Professor Ray Stallings, Director of Research at RCSI said: "I am delighted that the Innovation team of Dr Aoife Gallagher and Dr Seamus Browne in the Office of Research and Innovation at RCSI have received the Knowledge Transfer Ireland Knowledge (KTI) Transfer Initiative of the Year Award. The award was made in recognition for building a Knowledge Transfer Culture in the College through their proactive engagement with both RCSI researchers and industry stakeholders.
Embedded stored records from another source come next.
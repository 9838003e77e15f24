//! Per-entity animation timers
//!
//! Timers run on their own millisecond clock with their own phase, so frame
//! changes are not locked to the physics tick. A firing timer only queues a
//! command; the frame swap itself happens in the next drain. Timers whose
//! owner has died are dropped the first time they are looked at.

use super::commands::Command;
use super::entities::EntityId;

#[derive(Debug, Clone)]
struct Timer {
    owner: EntityId,
    interval_ms: f32,
    elapsed_ms: f32,
}

#[derive(Debug, Default)]
pub struct Scheduler {
    timers: Vec<Timer>,
}

impl Scheduler {
    pub fn new() -> Self {
        Self::default()
    }

    /// Repeat an animation tick for `owner` every `interval_ms`
    pub fn every(&mut self, owner: EntityId, interval_ms: f32) {
        if interval_ms <= 0.0 {
            log::warn!("Ignoring animation timer with interval {interval_ms} ms");
            return;
        }
        self.timers.push(Timer {
            owner,
            interval_ms,
            elapsed_ms: 0.0,
        });
    }

    /// Advance the clock. Fired ticks for live owners are appended to `out`;
    /// timers of dead owners are cancelled.
    pub fn advance(
        &mut self,
        elapsed_ms: f32,
        is_alive: impl Fn(EntityId) -> bool,
        out: &mut Vec<Command>,
    ) {
        self.timers.retain_mut(|timer| {
            if !is_alive(timer.owner) {
                return false;
            }
            timer.elapsed_ms += elapsed_ms;
            while timer.elapsed_ms >= timer.interval_ms {
                timer.elapsed_ms -= timer.interval_ms;
                out.push(Command::AdvanceAnimation {
                    entity: timer.owner,
                });
            }
            true
        });
    }

    pub fn len(&self) -> usize {
        self.timers.len()
    }

    pub fn is_empty(&self) -> bool {
        self.timers.is_empty()
    }

    pub fn clear(&mut self) {
        self.timers.clear();
    }
}

#[cfg(test)]
mod tests {
    use super::*;
    use slotmap::SlotMap;

    #[test]
    fn test_fires_on_own_interval() {
        let mut ids: SlotMap<EntityId, ()> = SlotMap::with_key();
        let enemy = ids.insert(());
        let mut scheduler = Scheduler::new();
        scheduler.every(enemy, 250.0);

        let mut out = Vec::new();
        // 61 ticks of 1/60 s is just over one second -> 4 frames
        for _ in 0..61 {
            scheduler.advance(crate::consts::SIM_DT_MS, |_| true, &mut out);
        }
        assert_eq!(out.len(), 4);
        assert!(out.iter().all(|c| *c == Command::AdvanceAnimation { entity: enemy }));
    }

    #[test]
    fn test_dead_owner_cancels_timer() {
        let mut ids: SlotMap<EntityId, ()> = SlotMap::with_key();
        let alive = ids.insert(());
        let dead = ids.insert(());
        let mut scheduler = Scheduler::new();
        scheduler.every(alive, 100.0);
        scheduler.every(dead, 100.0);
        ids.remove(dead);

        let mut out = Vec::new();
        scheduler.advance(100.0, |id| ids.contains_key(id), &mut out);
        assert_eq!(out, vec![Command::AdvanceAnimation { entity: alive }]);
        assert_eq!(scheduler.len(), 1);
    }
}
The knowledge transfer metrics speak for themselves, as the number of license, assignment and option agreements dramatically increased fourfold in 2015; invention disclosure forms submitted doubled; and industry agreements increased from three in 2014 to 21 in 2015, a sevenfold increase."

"It is clear that successful universities of the future will need to build much deeper relationships with industry, to support the funding and application of research, and the ORI is fully committed to this extremely important process," Professor Stallings concluded.

The initiative centred on three thematic areas: empowering RCSI researchers; recognising and celebrating research commercialisation and industry engagement success; and streamlining research commercialisation and the industry engagement process.

RCSI also had finalists in two other categories which included the Consultancy Impact Award for the RCSI and the HSE National Programme for Surgery led by Professor Frank Keane (Past-President, RCSI) and Mr Ken Mealy (RCSI Vice-President). SurgaColl Technologies Ltd and RCSI were finalists in the and Spin-out Company Impact Award with RCSI represented by SurgaColl's Academic Founder, Professor Fergal O'Brien, Professor of Bioengineering & Regenerative Medicine and Deputy Director of Research (Applied Research) at RCSI.

The KTI Impact Awards recognise and showcase the success in knowledge transfer carried out in Irish Higher Education Institutes (HEIs) and publicly funded research organisations across seven categories. Submissions were judged by an independent panel comprising international and Irish leaders in the areas of technology and knowledge transfer.